山田はオリジナルと似ているようであちこち相違を持たせている。まず、郷里の舞台を尾道からフェリーで渡る島に設定したこと。そのためラストでは父親と紀子が眺めた浄土寺から見える空が東京の病院の屋上の空へと変わっている。
尾道を捨てたのはいかなる理由かその意図が僕には分らないが、東京物語と尾道とは切り離せないものだと僕は思っている。(大林宣彦の尾道と同じく)
あと、戦死した二男と寡婦という設定を現代の若いふたりに変えている。オリジナルは家族の崩壊の話でもあるが、根底には戦死した二男の存在が重くぶら下がっており、ある意味反戦映画でもあるのだ。そこを山田は若い二人が3・11でボランティアをしているところに出会ったという風に「戦争」と「大災害」を変えている。
しかし、二人の出会いは写真一枚で説明されるだけなのである。手抜きとは言わないが何故絵コンテに入らなかったのだろうか、、。オリジナルの「紀子」が「晶次と紀子」に取って変わっているのである。しかしオリジナルでは不在だった二男だけがこの新作では自由に表現できる素材となり、逆に小津の呪縛から解放されている。この部分は新鮮である。
気になるのは死んだ友人を尋ねるシーンで、3・11をさらに呼び起こしていることである。まるでオリジナルの戦争と3・11を対比させているかのように、、。ちょっと山田節入る。
山田は徹底的にオリジナルを意識している。長男と長女の家屋とその調度品は現代でありながら実に1953年に戻っている。さすが晶次のアパートはそれほどでもないと思ったが、、。この徹底さの意味合いは、何か。これもオマージュか。
オリジナルでは、家族とはいえど子供も成長すれば親から離れ気持も変質していくものなのだ、それは仏教の無常観にも通じるもので静かな締観が全体を覆っていた。しかし、山田はことあるごとく「この国はどうなってしまったのだ」、と締観どころか嘆き愚痴らせる。酒場でそのあげくマダムを罵倒すらしてしまうのだ。

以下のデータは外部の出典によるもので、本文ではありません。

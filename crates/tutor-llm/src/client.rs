//! Gateway trait and the response types shared by every implementation.

use async_trait::async_trait;
use tutor_core::{AgentError, Content};

/// Token usage and timing metrics from an LLM call.
#[derive(Debug, Clone, Default, PartialEq, Eq)]
pub struct LlmMetrics {
    pub input_tokens: u32,
    pub output_tokens: u32,
    pub elapsed_ms: u64,
}

/// Complete response from an LLM call.
#[derive(Debug, Clone)]
pub struct LlmResponse {
    pub content: String,
    pub metrics: LlmMetrics,
}

/// A hosted model that turns role-tagged contents into a single completion.
///
/// Implementations make one attempt per call; retry and timeout policy is
/// left to the transport.
#[async_trait]
pub trait LlmGateway: Send + Sync {
    /// Sends `contents` to `model` and returns the completion text.
    async fn generate(&self, model: &str, contents: &[Content]) -> Result<LlmResponse, AgentError>;
}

あの高級ホテルでのメイドが愚痴る若者と年寄りの相違のエピソード、そして周吉が嘆く酒場で偶然居合わす3人組のサラリーマンの怒り心頭ぶりも作品全体のリズムを崩しそうだし、何か違和感を持ってしまう。急に山田の説教節があちらこちらで始まるのである。
ラスト、オリジナルとは違いもはや天涯孤独になってしまった周吉の世話をだれがするか。オリジナルでは教師になったばかりの二女がいたが、そういう身内ありの設定はされてはいない。すると、隣に住む高校生とその家族が周吉の面倒を見るという奇抜な結論が用意されている。
いくら島の生活でもねえ、とちょっと僕には違和感が。これも山田節の影響かなあと思ってしまう。一人でやれるところまでやればいいじゃないか、と僕なんかは思うのだが、締観しないで人を頼ってもいいのでは、という山田独特のサジェッションがそこにある。
オリジナルとの比較に重きを置いて書いてしまったが、作品自体は勿論秀逸で所々泣かせるシーンも多く僕自身感心してしまった。オリジナルを標榜するあまりどうしても違いの意味を考えてしまう悪い癖があるが、リメイクとは良くも悪くもこういう比較をされる運命にあるのだ。
それを承知で世界に名だたる名作のリメイクに挑戦した山田のこと。これぐらいの意見が各方面から出没するのは想定内のことであろう。一つだけ付け加えるとしたら、できたらやはり郷里設定を尾道にしてもらいたかったというのが偽らざる僕の気持である。浄土寺はやはり当時とそれほど変わっていないので(2回ほど観光に行っている)この空間だけは撮影をしてもらいたかったなあ、と思うのだ。